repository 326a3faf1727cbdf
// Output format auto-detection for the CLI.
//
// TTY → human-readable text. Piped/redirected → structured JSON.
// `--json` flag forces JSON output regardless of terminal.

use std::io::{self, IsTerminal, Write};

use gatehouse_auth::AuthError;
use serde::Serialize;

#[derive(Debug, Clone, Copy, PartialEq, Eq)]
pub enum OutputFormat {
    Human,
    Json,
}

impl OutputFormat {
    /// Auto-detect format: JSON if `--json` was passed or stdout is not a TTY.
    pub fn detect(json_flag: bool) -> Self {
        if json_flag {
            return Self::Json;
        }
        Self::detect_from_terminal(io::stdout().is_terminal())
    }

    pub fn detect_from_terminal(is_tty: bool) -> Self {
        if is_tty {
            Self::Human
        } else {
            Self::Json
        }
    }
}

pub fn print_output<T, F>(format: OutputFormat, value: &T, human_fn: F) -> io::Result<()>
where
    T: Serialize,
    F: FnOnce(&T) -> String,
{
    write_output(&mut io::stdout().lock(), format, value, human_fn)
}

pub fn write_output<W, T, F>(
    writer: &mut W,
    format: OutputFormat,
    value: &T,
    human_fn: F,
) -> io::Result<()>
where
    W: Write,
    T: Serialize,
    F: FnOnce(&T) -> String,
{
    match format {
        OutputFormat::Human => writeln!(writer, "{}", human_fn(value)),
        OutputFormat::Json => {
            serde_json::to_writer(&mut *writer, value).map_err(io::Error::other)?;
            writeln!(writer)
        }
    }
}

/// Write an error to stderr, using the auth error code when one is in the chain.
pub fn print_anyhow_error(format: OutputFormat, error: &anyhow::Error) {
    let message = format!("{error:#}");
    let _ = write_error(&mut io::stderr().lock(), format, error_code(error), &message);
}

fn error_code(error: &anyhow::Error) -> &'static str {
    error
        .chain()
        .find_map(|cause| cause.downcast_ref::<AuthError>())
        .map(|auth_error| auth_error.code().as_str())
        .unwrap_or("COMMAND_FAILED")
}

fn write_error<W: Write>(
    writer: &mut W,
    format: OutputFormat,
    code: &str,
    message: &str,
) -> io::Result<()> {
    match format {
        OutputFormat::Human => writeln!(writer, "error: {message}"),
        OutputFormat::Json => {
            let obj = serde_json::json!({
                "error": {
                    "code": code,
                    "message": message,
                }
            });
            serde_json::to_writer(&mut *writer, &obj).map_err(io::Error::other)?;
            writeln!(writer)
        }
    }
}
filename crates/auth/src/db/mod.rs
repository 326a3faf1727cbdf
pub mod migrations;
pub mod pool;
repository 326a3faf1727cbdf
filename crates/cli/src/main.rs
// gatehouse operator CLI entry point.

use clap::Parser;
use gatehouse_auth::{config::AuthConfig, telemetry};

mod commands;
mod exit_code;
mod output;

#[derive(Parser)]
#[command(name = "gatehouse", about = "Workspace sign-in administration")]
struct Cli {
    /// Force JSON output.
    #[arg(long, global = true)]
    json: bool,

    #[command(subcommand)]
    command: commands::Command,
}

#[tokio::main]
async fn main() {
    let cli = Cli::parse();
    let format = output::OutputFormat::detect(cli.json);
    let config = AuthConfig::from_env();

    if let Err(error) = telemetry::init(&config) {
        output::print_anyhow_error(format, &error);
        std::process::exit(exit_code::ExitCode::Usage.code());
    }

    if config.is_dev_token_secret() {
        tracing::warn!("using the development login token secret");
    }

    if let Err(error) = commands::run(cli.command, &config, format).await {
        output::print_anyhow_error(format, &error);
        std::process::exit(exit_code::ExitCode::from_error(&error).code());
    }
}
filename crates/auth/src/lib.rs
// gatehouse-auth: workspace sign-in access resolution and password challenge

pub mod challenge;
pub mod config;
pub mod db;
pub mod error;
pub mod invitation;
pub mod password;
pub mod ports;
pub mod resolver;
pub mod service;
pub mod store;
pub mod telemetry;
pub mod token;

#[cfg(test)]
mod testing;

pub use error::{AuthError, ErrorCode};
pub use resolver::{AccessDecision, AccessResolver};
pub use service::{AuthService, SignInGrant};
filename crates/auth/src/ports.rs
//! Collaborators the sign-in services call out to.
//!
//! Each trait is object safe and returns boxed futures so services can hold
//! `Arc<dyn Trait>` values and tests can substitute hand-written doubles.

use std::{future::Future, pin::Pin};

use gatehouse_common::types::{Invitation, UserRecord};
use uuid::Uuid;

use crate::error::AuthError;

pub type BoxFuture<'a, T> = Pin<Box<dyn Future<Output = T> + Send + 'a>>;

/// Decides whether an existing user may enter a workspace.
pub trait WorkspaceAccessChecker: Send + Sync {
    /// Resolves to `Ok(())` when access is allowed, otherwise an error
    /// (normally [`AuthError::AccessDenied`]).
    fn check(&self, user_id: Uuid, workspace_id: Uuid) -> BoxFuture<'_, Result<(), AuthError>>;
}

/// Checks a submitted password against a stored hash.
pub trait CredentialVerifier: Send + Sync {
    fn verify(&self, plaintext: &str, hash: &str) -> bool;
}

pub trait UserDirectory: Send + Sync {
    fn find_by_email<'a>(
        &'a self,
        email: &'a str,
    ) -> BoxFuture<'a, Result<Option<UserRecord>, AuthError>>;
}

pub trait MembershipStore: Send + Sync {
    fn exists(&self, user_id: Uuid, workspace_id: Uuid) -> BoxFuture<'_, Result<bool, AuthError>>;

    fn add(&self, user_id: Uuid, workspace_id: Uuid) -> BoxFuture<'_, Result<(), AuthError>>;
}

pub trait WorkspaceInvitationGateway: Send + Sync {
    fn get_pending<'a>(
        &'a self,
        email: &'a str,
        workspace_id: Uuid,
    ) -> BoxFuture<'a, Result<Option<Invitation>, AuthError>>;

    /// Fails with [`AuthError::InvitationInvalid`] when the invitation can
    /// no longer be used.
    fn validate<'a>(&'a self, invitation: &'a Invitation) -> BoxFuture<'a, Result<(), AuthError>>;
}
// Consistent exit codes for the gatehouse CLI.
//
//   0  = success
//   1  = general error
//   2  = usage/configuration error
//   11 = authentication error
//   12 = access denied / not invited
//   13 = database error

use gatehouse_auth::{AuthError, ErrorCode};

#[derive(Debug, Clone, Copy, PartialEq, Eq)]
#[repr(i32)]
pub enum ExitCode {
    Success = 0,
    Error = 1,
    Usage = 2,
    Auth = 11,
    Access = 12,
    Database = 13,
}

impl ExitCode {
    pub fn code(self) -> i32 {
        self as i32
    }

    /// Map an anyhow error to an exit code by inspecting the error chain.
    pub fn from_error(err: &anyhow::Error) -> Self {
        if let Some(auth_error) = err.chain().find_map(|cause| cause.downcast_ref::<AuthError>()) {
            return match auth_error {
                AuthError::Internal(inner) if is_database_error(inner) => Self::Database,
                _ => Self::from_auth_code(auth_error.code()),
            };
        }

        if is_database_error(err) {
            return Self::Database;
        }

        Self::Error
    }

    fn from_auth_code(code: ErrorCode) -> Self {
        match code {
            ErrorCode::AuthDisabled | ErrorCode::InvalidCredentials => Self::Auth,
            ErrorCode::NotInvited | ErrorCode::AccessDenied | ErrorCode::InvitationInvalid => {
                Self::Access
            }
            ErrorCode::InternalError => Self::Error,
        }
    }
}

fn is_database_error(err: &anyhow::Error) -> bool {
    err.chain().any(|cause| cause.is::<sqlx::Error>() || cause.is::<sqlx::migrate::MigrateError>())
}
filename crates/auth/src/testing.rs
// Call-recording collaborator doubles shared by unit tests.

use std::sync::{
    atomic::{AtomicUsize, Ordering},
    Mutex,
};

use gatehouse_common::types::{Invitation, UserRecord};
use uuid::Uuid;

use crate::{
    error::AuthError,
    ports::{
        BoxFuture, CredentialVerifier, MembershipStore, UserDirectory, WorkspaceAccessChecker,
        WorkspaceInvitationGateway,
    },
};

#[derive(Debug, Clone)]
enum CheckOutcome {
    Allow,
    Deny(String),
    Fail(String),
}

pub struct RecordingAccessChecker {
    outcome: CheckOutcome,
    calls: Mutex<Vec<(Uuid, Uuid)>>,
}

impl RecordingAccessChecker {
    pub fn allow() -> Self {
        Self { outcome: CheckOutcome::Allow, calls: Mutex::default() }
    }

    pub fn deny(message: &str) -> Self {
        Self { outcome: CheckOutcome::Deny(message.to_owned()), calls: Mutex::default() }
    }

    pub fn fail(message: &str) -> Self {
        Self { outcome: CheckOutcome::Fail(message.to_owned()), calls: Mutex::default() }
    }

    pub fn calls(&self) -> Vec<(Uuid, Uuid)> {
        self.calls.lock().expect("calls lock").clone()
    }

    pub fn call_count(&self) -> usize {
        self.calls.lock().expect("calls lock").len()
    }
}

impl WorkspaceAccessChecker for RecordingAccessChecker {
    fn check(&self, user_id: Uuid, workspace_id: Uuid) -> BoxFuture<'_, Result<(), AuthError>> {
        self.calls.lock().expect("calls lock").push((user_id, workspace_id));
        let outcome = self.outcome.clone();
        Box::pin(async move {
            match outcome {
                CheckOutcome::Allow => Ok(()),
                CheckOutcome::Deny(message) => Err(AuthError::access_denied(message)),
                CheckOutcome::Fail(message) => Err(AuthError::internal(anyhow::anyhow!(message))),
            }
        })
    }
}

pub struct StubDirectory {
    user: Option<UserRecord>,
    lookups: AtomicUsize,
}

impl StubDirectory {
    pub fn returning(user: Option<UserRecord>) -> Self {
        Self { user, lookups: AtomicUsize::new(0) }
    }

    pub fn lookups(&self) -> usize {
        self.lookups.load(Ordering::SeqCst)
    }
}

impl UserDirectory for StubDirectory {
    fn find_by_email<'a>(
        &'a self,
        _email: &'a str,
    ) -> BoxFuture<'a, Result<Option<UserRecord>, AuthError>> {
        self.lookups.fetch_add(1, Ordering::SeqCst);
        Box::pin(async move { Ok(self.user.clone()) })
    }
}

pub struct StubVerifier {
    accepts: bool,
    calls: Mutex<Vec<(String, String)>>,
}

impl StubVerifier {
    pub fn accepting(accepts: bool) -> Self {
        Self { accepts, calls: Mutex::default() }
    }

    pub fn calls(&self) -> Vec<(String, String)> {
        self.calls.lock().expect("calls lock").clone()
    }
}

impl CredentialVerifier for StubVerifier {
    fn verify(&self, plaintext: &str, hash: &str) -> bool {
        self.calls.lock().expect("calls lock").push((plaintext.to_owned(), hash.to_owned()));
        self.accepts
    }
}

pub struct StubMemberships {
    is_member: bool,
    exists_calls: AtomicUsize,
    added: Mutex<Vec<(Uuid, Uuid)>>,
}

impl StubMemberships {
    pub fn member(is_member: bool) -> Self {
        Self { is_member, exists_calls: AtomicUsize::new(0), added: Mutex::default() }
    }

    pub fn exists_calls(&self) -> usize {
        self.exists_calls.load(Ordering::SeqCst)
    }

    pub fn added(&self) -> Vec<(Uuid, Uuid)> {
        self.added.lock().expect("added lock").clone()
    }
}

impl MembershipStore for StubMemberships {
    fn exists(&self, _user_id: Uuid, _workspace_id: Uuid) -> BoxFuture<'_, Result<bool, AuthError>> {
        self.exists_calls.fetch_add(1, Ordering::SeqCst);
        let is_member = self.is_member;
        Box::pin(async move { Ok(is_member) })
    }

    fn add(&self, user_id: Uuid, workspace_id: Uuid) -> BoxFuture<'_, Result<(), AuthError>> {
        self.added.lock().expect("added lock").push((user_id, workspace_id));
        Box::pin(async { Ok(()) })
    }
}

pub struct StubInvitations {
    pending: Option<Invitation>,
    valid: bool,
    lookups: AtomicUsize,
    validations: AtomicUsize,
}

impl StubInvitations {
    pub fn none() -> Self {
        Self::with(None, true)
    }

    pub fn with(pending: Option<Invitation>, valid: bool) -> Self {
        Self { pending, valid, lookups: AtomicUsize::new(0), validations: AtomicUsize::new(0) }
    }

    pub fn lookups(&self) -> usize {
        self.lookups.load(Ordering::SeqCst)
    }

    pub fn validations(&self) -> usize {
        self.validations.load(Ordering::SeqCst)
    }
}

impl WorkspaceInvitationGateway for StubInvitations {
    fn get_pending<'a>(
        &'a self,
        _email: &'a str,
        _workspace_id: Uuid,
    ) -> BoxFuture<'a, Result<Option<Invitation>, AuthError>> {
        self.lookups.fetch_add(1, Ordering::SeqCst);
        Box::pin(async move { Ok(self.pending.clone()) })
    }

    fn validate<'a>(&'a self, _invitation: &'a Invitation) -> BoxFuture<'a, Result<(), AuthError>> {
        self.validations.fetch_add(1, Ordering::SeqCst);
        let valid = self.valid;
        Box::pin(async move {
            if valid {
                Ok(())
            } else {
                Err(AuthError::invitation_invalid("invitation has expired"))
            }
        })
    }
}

--- --- ---

The first line of the records begins the span, and the line containing "use serde::Serialize;" ends it. Reproduce that span exactly, both ends included.

repository 326a3faf1727cbdf
// Output format auto-detection for the CLI.
//
// TTY → human-readable text. Piped/redirected → structured JSON.
// `--json` flag forces JSON output regardless of terminal.

use std::io::{self, IsTerminal, Write};

use gatehouse_auth::AuthError;
use serde::Serialize;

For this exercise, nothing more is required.